Select every line containing the word "Returns" from the material, and copy those lines.

Records for the exercise below:

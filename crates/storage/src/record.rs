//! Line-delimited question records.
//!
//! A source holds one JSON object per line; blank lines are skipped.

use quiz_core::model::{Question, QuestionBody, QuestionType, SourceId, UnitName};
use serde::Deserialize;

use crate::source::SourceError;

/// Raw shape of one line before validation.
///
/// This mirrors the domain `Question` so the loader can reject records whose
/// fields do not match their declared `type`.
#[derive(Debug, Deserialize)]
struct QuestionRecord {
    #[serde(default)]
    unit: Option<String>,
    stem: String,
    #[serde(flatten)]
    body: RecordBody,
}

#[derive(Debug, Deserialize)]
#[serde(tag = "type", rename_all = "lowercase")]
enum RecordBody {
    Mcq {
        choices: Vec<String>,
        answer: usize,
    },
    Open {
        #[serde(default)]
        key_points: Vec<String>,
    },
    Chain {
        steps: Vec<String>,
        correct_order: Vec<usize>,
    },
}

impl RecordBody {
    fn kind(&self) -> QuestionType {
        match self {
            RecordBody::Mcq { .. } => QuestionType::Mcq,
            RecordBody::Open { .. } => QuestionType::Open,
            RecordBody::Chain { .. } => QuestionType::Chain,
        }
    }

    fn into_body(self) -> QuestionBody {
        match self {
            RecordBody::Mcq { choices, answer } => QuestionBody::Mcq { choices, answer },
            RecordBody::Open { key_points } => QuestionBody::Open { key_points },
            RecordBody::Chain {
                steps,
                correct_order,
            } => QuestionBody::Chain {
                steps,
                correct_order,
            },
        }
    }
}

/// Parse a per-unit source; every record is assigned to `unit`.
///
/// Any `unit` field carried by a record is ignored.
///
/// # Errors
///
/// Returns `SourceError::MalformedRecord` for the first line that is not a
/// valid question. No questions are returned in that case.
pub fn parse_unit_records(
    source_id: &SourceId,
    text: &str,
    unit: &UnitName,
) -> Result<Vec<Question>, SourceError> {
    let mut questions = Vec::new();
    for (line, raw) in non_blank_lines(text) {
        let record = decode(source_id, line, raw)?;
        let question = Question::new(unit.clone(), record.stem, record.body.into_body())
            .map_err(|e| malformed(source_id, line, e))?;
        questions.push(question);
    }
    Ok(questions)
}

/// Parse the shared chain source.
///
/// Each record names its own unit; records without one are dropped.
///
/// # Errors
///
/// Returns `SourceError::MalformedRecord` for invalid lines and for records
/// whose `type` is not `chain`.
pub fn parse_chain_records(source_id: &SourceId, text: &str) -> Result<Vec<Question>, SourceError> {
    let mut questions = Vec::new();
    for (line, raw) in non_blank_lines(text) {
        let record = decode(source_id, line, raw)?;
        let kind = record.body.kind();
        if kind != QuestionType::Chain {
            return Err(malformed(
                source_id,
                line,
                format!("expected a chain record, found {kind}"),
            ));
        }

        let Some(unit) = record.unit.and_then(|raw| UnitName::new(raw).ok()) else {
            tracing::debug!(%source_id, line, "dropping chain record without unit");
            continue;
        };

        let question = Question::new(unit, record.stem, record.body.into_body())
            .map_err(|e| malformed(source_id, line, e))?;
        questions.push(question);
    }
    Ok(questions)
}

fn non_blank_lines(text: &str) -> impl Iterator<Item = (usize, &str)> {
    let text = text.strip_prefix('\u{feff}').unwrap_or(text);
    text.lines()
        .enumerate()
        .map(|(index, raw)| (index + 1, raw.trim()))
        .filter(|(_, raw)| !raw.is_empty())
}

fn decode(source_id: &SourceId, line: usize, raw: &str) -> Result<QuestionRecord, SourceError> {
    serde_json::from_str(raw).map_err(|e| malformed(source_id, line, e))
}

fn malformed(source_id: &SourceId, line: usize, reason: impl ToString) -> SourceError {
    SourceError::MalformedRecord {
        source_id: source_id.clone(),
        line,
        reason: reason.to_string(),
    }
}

End of Records for the exercise.
Records for the exercise below:

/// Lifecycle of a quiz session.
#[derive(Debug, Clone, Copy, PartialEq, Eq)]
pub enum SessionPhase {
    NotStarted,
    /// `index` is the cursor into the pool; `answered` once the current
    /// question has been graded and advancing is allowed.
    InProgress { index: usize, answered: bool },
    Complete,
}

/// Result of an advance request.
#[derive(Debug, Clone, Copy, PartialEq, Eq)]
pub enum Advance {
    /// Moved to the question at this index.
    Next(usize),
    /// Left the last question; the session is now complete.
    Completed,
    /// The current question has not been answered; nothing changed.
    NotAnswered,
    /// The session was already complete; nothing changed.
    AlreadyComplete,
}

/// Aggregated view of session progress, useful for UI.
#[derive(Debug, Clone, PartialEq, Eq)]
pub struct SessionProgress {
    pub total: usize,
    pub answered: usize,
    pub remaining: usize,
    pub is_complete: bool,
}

End of Records for the exercise.

Answer below:
/// Returns `SourceError::MalformedRecord` for the first line that is not a
/// Returns `SourceError::MalformedRecord` for invalid lines and for records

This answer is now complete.